__TASK OBJECTIVE__:
Lines holding the string "appending" are the ones to copy; find them all in the data.

[[ PROVIDED RECORDS open ]]

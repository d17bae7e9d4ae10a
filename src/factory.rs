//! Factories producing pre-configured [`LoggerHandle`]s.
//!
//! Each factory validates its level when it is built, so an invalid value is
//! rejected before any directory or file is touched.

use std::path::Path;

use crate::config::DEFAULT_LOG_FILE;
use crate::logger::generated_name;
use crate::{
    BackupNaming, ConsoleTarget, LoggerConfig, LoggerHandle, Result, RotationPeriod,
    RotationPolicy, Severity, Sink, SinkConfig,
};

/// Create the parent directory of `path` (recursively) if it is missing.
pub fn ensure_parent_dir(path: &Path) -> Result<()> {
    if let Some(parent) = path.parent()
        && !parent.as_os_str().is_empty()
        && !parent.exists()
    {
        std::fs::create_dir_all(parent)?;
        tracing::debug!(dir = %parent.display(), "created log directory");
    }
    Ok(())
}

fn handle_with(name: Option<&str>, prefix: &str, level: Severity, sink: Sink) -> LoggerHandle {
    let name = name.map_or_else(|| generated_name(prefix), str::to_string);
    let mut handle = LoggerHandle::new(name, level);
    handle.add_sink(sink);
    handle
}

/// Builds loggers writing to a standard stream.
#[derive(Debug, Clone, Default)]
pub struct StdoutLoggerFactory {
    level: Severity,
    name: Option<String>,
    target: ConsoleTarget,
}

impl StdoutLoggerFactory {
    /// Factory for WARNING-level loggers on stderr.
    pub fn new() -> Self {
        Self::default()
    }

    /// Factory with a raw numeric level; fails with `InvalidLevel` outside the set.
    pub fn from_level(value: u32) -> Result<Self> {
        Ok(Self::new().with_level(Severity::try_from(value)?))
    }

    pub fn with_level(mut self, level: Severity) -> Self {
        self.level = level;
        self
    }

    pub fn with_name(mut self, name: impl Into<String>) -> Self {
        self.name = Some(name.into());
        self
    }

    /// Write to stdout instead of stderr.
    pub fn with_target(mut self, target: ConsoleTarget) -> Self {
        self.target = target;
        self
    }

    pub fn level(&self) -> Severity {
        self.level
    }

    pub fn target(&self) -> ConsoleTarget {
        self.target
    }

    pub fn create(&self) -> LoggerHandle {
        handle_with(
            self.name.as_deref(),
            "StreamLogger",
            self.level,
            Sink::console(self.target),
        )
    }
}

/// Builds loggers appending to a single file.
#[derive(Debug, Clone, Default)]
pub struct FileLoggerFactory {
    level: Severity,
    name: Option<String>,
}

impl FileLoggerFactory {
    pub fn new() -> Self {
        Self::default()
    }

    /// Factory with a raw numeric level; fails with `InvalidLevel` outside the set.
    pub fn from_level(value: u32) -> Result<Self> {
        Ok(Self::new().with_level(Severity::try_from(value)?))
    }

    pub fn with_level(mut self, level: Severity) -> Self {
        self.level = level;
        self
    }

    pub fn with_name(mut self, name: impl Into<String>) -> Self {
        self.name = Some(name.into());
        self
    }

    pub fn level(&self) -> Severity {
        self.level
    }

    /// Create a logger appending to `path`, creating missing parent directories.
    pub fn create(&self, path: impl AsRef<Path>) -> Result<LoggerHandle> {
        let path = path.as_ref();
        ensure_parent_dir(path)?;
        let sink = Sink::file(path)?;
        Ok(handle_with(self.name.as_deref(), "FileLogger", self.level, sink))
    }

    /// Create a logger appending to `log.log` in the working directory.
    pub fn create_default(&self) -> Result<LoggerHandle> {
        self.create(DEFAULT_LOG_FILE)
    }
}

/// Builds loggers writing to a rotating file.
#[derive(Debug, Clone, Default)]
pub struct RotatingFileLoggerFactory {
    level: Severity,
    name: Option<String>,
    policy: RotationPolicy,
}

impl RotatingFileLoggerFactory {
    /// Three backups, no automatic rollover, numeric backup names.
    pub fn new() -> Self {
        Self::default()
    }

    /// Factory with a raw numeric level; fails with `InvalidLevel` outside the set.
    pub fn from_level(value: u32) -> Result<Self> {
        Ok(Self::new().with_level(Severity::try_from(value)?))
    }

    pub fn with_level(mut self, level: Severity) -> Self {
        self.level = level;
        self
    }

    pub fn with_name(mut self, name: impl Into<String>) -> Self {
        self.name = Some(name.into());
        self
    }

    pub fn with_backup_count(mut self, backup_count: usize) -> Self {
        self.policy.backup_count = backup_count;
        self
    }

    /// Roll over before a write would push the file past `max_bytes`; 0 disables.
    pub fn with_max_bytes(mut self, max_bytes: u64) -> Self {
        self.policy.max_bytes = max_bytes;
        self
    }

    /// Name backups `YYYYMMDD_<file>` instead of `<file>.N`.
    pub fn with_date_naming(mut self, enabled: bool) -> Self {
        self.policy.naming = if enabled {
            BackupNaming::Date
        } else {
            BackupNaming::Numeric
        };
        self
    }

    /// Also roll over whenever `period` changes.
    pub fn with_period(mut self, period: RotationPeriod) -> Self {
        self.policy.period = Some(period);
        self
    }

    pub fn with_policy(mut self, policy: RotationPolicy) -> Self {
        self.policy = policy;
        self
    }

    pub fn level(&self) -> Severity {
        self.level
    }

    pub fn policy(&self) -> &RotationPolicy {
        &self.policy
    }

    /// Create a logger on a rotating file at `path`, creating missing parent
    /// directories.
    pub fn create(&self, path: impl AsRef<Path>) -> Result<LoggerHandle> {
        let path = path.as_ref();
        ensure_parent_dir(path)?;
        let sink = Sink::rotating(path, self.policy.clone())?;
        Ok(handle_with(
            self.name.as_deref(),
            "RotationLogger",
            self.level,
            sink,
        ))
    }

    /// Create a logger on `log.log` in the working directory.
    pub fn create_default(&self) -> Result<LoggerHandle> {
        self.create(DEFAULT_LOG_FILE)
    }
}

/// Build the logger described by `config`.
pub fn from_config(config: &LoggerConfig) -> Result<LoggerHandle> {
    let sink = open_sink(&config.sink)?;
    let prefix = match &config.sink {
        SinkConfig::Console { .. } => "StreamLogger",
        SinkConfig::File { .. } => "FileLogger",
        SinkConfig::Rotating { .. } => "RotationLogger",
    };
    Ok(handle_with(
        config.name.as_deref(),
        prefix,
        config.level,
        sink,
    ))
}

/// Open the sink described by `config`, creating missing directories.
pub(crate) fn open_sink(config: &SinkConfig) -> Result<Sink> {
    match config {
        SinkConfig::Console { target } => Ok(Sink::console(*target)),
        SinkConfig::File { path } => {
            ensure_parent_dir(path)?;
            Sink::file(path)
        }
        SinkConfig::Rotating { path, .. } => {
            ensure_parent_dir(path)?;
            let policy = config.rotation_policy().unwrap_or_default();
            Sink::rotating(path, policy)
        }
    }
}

[[ PROVIDED RECORDS closed ]]

__WRITTEN ANSWER__:
/// Builds loggers appending to a single file.
    /// Create a logger appending to `path`, creating missing parent directories.
    /// Create a logger appending to `log.log` in the working directory.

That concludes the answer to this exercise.